Your answer should hold every line of the records below that contains the string "unreachable".

• **MATERIAL FOR THIS TASK**
-*-*-

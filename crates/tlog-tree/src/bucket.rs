//! The width-256 bucketing shared by tiles and entry bundles: splits a
//! newly-defined index range `[old_count, new_count)` into per-bucket
//! sub-ranges, crossing a bucket boundary mid-range writes the full
//! predecessor and starts a fresh buffer for the successor (spec §4.F).

/// One bucket touched by an extension: its index, the global range of item
/// positions it newly receives, and whether the bucket already held
/// entries before this extension that must be preloaded.
#[derive(Debug, Clone, PartialEq, Eq)]
pub struct Bucket {
    /// The bucket's index (`global_position / 256`).
    pub index: u64,
    /// The half-open range of global positions newly added to this bucket.
    pub new_range: std::ops::Range<u64>,
    /// Whether this bucket held `old_count % 256` entries before this
    /// extension that must be loaded and prepended.
    pub needs_preload: bool,
}

/// Splits `[old_count, new_count)` into width-256-aligned buckets.
pub fn buckets(old_count: u64, new_count: u64) -> Vec<Bucket> {
    const WIDTH: u64 = 256;
    let mut out = Vec::new();
    let mut pos = old_count;
    while pos < new_count {
        let bucket_index = pos / WIDTH;
        let bucket_end = (bucket_index + 1) * WIDTH;
        let end = bucket_end.min(new_count);
        out.push(Bucket {
            index: bucket_index,
            new_range: pos..end,
            needs_preload: pos == old_count && old_count % WIDTH != 0,
        });
        pos = end;
    }
    out
}

#[cfg(test)]
mod tests {
    use super::*;

    #[test]
    fn single_bucket_no_preload_from_zero() {
        let b = buckets(0, 3);
        assert_eq!(b, vec![Bucket { index: 0, new_range: 0..3, needs_preload: false }]);
    }

    #[test]
    fn resumes_a_partially_filled_bucket() {
        let b = buckets(250, 260);
        assert_eq!(
            b,
            vec![
                Bucket { index: 0, new_range: 250..256, needs_preload: true },
                Bucket { index: 1, new_range: 256..260, needs_preload: false },
            ]
        );
    }

    #[test]
    fn spans_three_full_buckets() {
        let b = buckets(256, 768);
        assert_eq!(
            b,
            vec![
                Bucket { index: 1, new_range: 256..512, needs_preload: false },
                Bucket { index: 2, new_range: 512..768, needs_preload: false },
            ]
        );
    }

    #[test]
    fn empty_range_yields_no_buckets() {
        assert_eq!(buckets(5, 5), Vec::new());
    }
}
//! Unauthenticated tile HTTP routes (spec §6 "Unauthenticated HTTP" table):
//! plain GETs, no delegation, served straight out of the object store so
//! they can sit behind a CDN.

use std::sync::Arc;

use axum::extract::{Path, State};
use axum::http::{header, HeaderValue, StatusCode};
use axum::response::{IntoResponse, Response};

use tlog_types::path::{parse_entry_bundle_path, parse_tile_path, ParsedPath};
use tlog_types::CHECKPOINT_PATH;

use crate::error::{GatewayError, TileError};
use crate::state::GatewayState;

const IMMUTABLE_CACHE: &str = "public, max-age=31536000, immutable";
const CHECKPOINT_CACHE: &str = "max-age=5";

async fn instance(state: &GatewayState, log_id: &str) -> Result<Arc<tlog_manager::LogInstance>, GatewayError> {
    state.manager.get_or_restore(log_id).await.map_err(GatewayError::from)
}

/// `GET /logs/{logID}/head`: the log's current index root CID, tree size,
/// and checkpoint CID.
pub async fn head_handler(
    State(state): State<Arc<GatewayState>>,
    Path(log_id): Path<String>,
) -> Result<Response, TileError> {
    let instance = instance(&state, &log_id).await?;
    let (index_cid, tree_size) = instance.store().get_head().await.map_err(GatewayError::from)?;
    let checkpoint_cid = instance.index().get(CHECKPOINT_PATH);

    let body = serde_json::json!({
        "index_cid": index_cid.map(|c| c.to_cid_string()),
        "tree_size": tree_size,
        "checkpoint_cid": checkpoint_cid.map(|c| c.to_cid_string()),
    });
    Ok(([(header::CONTENT_TYPE, "application/json")], body.to_string()).into_response())
}

/// `GET /logs/{logID}/checkpoint`: the latest signed checkpoint, as raw
/// bytes with a short cache lifetime.
pub async fn checkpoint_handler(
    State(state): State<Arc<GatewayState>>,
    Path(log_id): Path<String>,
) -> Result<Response, TileError> {
    let instance = instance(&state, &log_id).await?;
    let checkpoint = instance
        .resources()
        .get_checkpoint()
        .await?
        .ok_or_else(|| TileError(StatusCode::NOT_FOUND, "no checkpoint yet".into()))?;

    Ok((
        [
            (header::CONTENT_TYPE, HeaderValue::from_static("text/plain")),
            (header::CACHE_CONTROL, HeaderValue::from_static(CHECKPOINT_CACHE)),
        ],
        checkpoint,
    )
        .into_response())
}

/// `GET /logs/{logID}/tile/{level}/{path...}`: one Merkle tile, encoded and
/// immutably cacheable.
pub async fn tile_handler(
    State(state): State<Arc<GatewayState>>,
    Path((log_id, level, rest)): Path<(String, u64, String)>,
) -> Result<Response, TileError> {
    let instance = instance(&state, &log_id).await?;
    let segments: Vec<&str> = rest.split('/').collect();
    let ParsedPath::Tile { index, partial, .. } = parse_tile_path(level, &segments)? else {
        unreachable!("parse_tile_path always returns ParsedPath::Tile")
    };

    let nodes = instance
        .resources()
        .get_tile(level as u32, index, partial)
        .await?
        .ok_or_else(|| TileError(StatusCode::NOT_FOUND, "tile not found".into()))?;
    let bytes = tlog_tree::encode_tile(&nodes);

    Ok((
        [
            (header::CONTENT_TYPE, HeaderValue::from_static("application/octet-stream")),
            (header::CACHE_CONTROL, HeaderValue::from_static(IMMUTABLE_CACHE)),
        ],
        bytes,
    )
        .into_response())
}

/// `GET /logs/{logID}/tile/entries/{path...}`: one entry bundle, encoded
/// and immutably cacheable.
pub async fn entry_bundle_handler(
    State(state): State<Arc<GatewayState>>,
    Path((log_id, rest)): Path<(String, String)>,
) -> Result<Response, TileError> {
    let instance = instance(&state, &log_id).await?;
    let segments: Vec<&str> = rest.split('/').collect();
    let ParsedPath::EntryBundle { index, partial } = parse_entry_bundle_path(&segments)? else {
        unreachable!("parse_entry_bundle_path always returns ParsedPath::EntryBundle")
    };

    let entries = instance
        .resources()
        .get_entry_bundle(index, partial)
        .await?
        .ok_or_else(|| TileError(StatusCode::NOT_FOUND, "entry bundle not found".into()))?;
    let bytes = tlog_tree::encode_bundle(&entries);

    Ok((
        [
            (header::CONTENT_TYPE, HeaderValue::from_static("application/octet-stream")),
            (header::CACHE_CONTROL, HeaderValue::from_static(IMMUTABLE_CACHE)),
        ],
        bytes,
    )
        .into_response())
}
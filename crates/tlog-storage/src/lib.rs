#![deny(missing_docs)]
//! The per-log relational state store (spec §4.A): tree size+root,
//! path→content-id, revocations, index-persist metadata, and GC progress,
//! backed by one `rusqlite` database file per log.

mod pool;
mod schema;
mod store;

pub use store::StateStore;

#[cfg(test)]
mod tests {
    use super::*;
    use tlog_types::ContentId;

    async fn open_store() -> (StateStore, tempfile::TempDir) {
        let dir = tempfile::tempdir().expect("tempdir");
        let store = StateStore::open(dir.path(), "did:key:zA").await.expect("open");
        (store, dir)
    }

    #[tokio::test]
    async fn create_log_is_idempotent() {
        let (store, _dir) = open_store().await;
        store.create_log(1000).await.expect("create");
        store.create_log(2000).await.expect("create again");
        let state = store.get_log_state().await.expect("get").expect("exists");
        assert_eq!(state.tree_size, 0);
        assert_eq!(state.created_at_ms, 1000);
    }

    #[tokio::test]
    async fn set_and_get_tree_state() {
        let (store, _dir) = open_store().await;
        store.create_log(0).await.expect("create");
        store.set_tree_state(3, [9u8; 32], 10).await.expect("set");
        let state = store.get_log_state().await.expect("get").expect("exists");
        assert_eq!(state.tree_size, 3);
        assert_eq!(state.root, [9u8; 32]);
    }

    #[tokio::test]
    async fn cid_index_round_trips() {
        let (store, _dir) = open_store().await;
        store.create_log(0).await.expect("create");
        let id = ContentId::of(b"hello");
        store.set_cid("tile/entries/x000/000", id).await.expect("set");
        let index = store.get_cid_index().await.expect("get");
        assert_eq!(index.get("tile/entries/x000/000"), Some(&id));
    }

    #[tokio::test]
    async fn delete_cids_with_prefix_removes_partials_only() {
        let (store, _dir) = open_store().await;
        store.create_log(0).await.expect("create");
        let full = ContentId::of(b"full");
        let partial = ContentId::of(b"partial");
        store.set_cid("tile/entries/x000/000", full).await.expect("set");
        store
            .set_cid("tile/entries/x000/000.p/3", partial)
            .await
            .expect("set");
        let removed = store
            .delete_cids_with_prefix("tile/entries/x000/000.p/")
            .await
            .expect("delete");
        assert_eq!(removed, 1);
        let index = store.get_cid_index().await.expect("get");
        assert!(index.contains_key("tile/entries/x000/000"));
        assert!(!index.contains_key("tile/entries/x000/000.p/3"));
    }

    #[tokio::test]
    async fn revocation_is_idempotent() {
        let (store, _dir) = open_store().await;
        store.create_log(0).await.expect("create");
        let token_cid = ContentId::of(b"token");
        store.add_revocation(token_cid, 5).await.expect("add");
        store.add_revocation(token_cid, 6).await.expect("add again");
        let revocations = store.get_revocations().await.expect("get");
        assert_eq!(revocations.len(), 1);
        assert!(store.is_revoked(token_cid).await.expect("check"));
    }

    #[tokio::test]
    async fn gc_progress_defaults_to_zero() {
        let (store, _dir) = open_store().await;
        store.create_log(0).await.expect("create");
        let progress = store.get_gc_progress().await.expect("get");
        assert_eq!(progress.from_size, 0);
        store
            .set_gc_progress(tlog_types::GcProgress { from_size: 768 })
            .await
            .expect("set");
        let progress = store.get_gc_progress().await.expect("get");
        assert_eq!(progress.from_size, 768);
    }
}
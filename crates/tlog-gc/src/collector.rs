//! Sweeps partial-tile leftovers behind sealed bundles (component 4.J).
//!
//! A bundle (and the level-0 tile covering the same leaves) is *sealed*
//! once the tree has grown past it: every `.p/<W>` object recorded for it
//! while it was still filling up is now dead weight. Once a tile is the
//! right child of its parent, the parent's own left half is fixed too, so
//! the sweep climbs the rightmost spine of sealed ancestors cleaning each
//! one's partials along the way.

use std::sync::Arc;
use std::sync::Mutex;

use tlog_blob::BlobClient;
use tlog_crypto::CapabilityToken;
use tlog_index::CidIndex;
use tlog_storage::StateStore;
use tlog_telemetry::maintenance_metrics;
use tlog_types::entities::GcProgress;
use tlog_types::error::GcError;
use tlog_types::{DEFAULT_GC_MAX_BUNDLES, TILE_WIDTH};
use tlog_types::path::{entry_bundle_path, tile_path};

/// Outcome of one [`GarbageCollector::run`] call.
#[derive(Debug, Clone, Copy, PartialEq, Eq, Default)]
pub struct GcReport {
    /// Number of sealed bundles fully attempted this run.
    pub bundles_processed: u64,
    /// Number of partial blobs actually removed.
    pub blobs_removed: u64,
    /// The new GC cursor (a tree size; the next run resumes from here).
    pub new_from_size: u64,
}

/// The level-0 tile position for `bundle_index`, plus every ancestor
/// reached by climbing while the current position is its parent's right
/// child. The walk stops at the first left child it reaches, since that
/// node's sibling (and thus its parent) need not be sealed yet.
fn ancestor_positions(bundle_index: u64) -> Vec<(u32, u64)> {
    let mut positions = vec![(0u32, bundle_index)];
    let mut level = 0u32;
    let mut index = bundle_index;
    while index % 2 == 1 {
        level += 1;
        index /= 2;
        positions.push((level, index));
    }
    positions
}

/// Deletes the partial-tile and partial-bundle remnants behind bundles
/// that have since sealed, through the blob backend (4.C) and the
/// path→content-id mirror (4.B). At most one run is active per log at a
/// time (the `inProgress` flag); a run is delegation-gated upstream
/// (requires a direct capability from the space owner — spec §7) before
/// [`GarbageCollector::run`] is ever called.
pub struct GarbageCollector {
    space_id: String,
    index: Arc<CidIndex>,
    client: Arc<dyn BlobClient>,
    store: Arc<StateStore>,
    in_progress: Mutex<bool>,
}

impl GarbageCollector {
    /// Builds a collector for one log.
    pub fn new(
        space_id: impl Into<String>,
        index: Arc<CidIndex>,
        client: Arc<dyn BlobClient>,
        store: Arc<StateStore>,
    ) -> Arc<Self> {
        Arc::new(Self {
            space_id: space_id.into(),
            index,
            client,
            store,
            in_progress: Mutex::new(false),
        })
    }

    /// Whether a run is currently active for this log.
    pub fn in_progress(&self) -> bool {
        *self.in_progress.lock().expect("gc state poisoned")
    }

    /// Runs one sweep, starting from the stored GC cursor and processing
    /// at most `max_bundles` sealed bundles (spec default 100). The token
    /// is forwarded to every `removeBlob` call; the caller is responsible
    /// for having already checked it carries a direct grant.
    pub async fn run(
        self: &Arc<Self>,
        max_bundles: usize,
        token: &CapabilityToken,
    ) -> Result<GcReport, GcError> {
        {
            let mut in_progress = self.in_progress.lock().expect("gc state poisoned");
            if *in_progress {
                return Err(GcError::AlreadyInProgress);
            }
            *in_progress = true;
        }
        let result = self.run_locked(max_bundles, token).await;
        *self.in_progress.lock().expect("gc state poisoned") = false;
        result
    }

    async fn run_locked(
        &self,
        max_bundles: usize,
        token: &CapabilityToken,
    ) -> Result<GcReport, GcError> {
        let progress = self.store.get_gc_progress().await?;
        let tree_size = match self.store.get_log_state().await? {
            Some(state) => state.tree_size,
            None => 0,
        };

        let mut bundle_index = progress.from_size / TILE_WIDTH;
        let mut bundles_processed = 0u64;
        let mut blobs_removed = 0u64;

        while bundles_processed < max_bundles as u64 && (bundle_index + 1) * TILE_WIDTH <= tree_size
        {
            for (level, index) in ancestor_positions(bundle_index) {
                blobs_removed += self.clean_tile_partials(level, index, token).await;
            }
            blobs_removed += self.clean_bundle_partials(bundle_index, token).await;

            bundle_index += 1;
            bundles_processed += 1;
        }

        let new_from_size = bundle_index * TILE_WIDTH;
        self.store
            .set_gc_progress(GcProgress { from_size: new_from_size })
            .await?;
        maintenance_metrics().inc_gc_runs(&self.space_id);
        maintenance_metrics().inc_gc_bundles_swept(&self.space_id, bundles_processed);

        Ok(GcReport { bundles_processed, blobs_removed, new_from_size })
    }

    async fn clean_tile_partials(&self, level: u32, index: u64, token: &CapabilityToken) -> u64 {
        let mut removed = 0;
        for width in 1u16..=255 {
            let path = tile_path(level as u64, index, width);
            removed += self.remove_if_present(&path, token).await;
        }
        removed
    }

    async fn clean_bundle_partials(&self, bundle_index: u64, token: &CapabilityToken) -> u64 {
        let mut removed = 0;
        for width in 1u16..=255 {
            let path = entry_bundle_path(bundle_index, width);
            removed += self.remove_if_present(&path, token).await;
        }
        removed
    }

    async fn remove_if_present(&self, path: &str, token: &CapabilityToken) -> u64 {
        let Some(id) = self.index.get(path) else {
            return 0;
        };
        match self.client.remove_blob(&self.space_id, id, token).await {
            Ok(()) => {
                if let Err(error) = self.index.delete(path).await {
                    tracing::warn!(path, %error, "gc: index cleanup failed after blob removal");
                }
                1
            }
            Err(error) => {
                // Best-effort: partial objects left behind are harmless
                // (they're never referenced by a checkpoint), so a single
                // failed delete doesn't stop the sweep.
                tracing::warn!(path, %error, "gc: blob removal failed, will retry next sweep");
                0
            }
        }
    }
}

/// The spec's default cap on sealed bundles processed per run.
pub const DEFAULT_MAX_BUNDLES: usize = DEFAULT_GC_MAX_BUNDLES;
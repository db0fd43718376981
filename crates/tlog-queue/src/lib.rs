#![deny(missing_docs)]

//! # tlog-queue
//!
//! The entry-queue/batcher (component 4.G): a lock-free-on-`Add` collector
//! that detaches a size-triggered batch and dispatches it to a flush
//! function on a fresh task.

mod batcher;

pub use batcher::{
    AppendOutcome, AppendReceiver, BatchConfig, EntryBatcher, FlushFn, FlushResult, QueuedEntry,
};
#![deny(missing_docs)]
//! # tlog-gateway
//!
//! The service's external surface (component 4.N): authenticated JSON RPC
//! routes (`tlog/create`, `tlog/append`, `tlog/read`, `tlog/revoke`,
//! `tlog/gc`) and unauthenticated tile HTTP routes (`/logs/{id}/head`,
//! `/checkpoint`, `/tile/{level}/...`, `/tile/entries/...`), behind a
//! per-IP rate limiter on the tile routes.

mod error;
mod limiter;
mod rpc;
mod server;
mod state;
mod tiles;

pub use error::GatewayError;
pub use server::{run_server, GatewayConfig};
pub use state::GatewayState;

-*-*-

• **THE COMPLETED TASK**
        unreachable!("parse_tile_path always returns ParsedPath::Tile")
        unreachable!("parse_entry_bundle_path always returns ParsedPath::EntryBundle")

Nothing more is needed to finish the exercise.